We need some data and a model suited to answer those questions.

StackOverflow API

Stackoverflow offers an API to retrieve that information, it’s credential protected as usual, but there is the cool option to pre-generate an API-URL that encodes your secrets and allows you to retrieve data without sharing them. You can still control some parameters like tags, page size and page-number though.

With this API-URL

We load the last 10 questions with the Neo4j tag. You get a like this.

Overall Response Structure
{ "items": [{
	"question_id": 24620768,
	"link": "http://stackoverflow.com/questions/24620768/neo4j-cypher-query-get-last-n-elements",
	"title": "Neo4j cypher query: get last N elements",
 	"answer_count": 1,
 	"score": 1,
 	.....
 	"creation_date": 1404771217,
 	"body_markdown": "I have a graph that contains a relationship between users, s....\r\nWhat I need is to delete the first relationship in this list.
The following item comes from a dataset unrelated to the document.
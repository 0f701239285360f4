//! Record service facade, the only entry point surrounding layers use.

mod service;

pub use service::{PromptService, RecordStore};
How can I do that?",
 	"tags": ["neo4j", "cypher"],
 	"owner": {
 		"reputation": 815,
 		"user_id": 1212067,
        ....
 		"link": "http://stackoverflow.com/users/1212067/c%c3%a9sar-garc%c3%ada-tapia"
 	},
 	"answers": [{
 		"owner": {
 			"reputation": 488,
 			"user_id": 737080,
 			"display_name": "Chris Leishman",
            ....
 		},
 		"answer_id": 24620959,
 		"share_link": "http://stackoverflow.com/a/24620959",
        ....
 		"body_markdown": "The simplest would be to use an ... some discussion on this here: http://docs.neo4j.org/chunked/stable/cypherdoc-linked-lists.html)",
 		"title": "Neo4j cypher query: get last N elements"
 	}]
 }

Graph Model

So what does the graph-model look like? We can develop it by looking at the questions we want to answer and the entities and relationships they refer to.

We need this model upfront to know where to put our data when we insert it into the graph. After all we don’t want to have loose ends.

stackoverflow model

Cypher Import Statement

The Cypher query to create that domain is also straightforward. You can deconstruct maps with dot notation map.key and arrays with slices array[0..4]. You’d use UNWIND to convert collections into rows and FOREACH to iterate over a collection with update statements. To create nodes and relationships we use MERGE and CREATE commands.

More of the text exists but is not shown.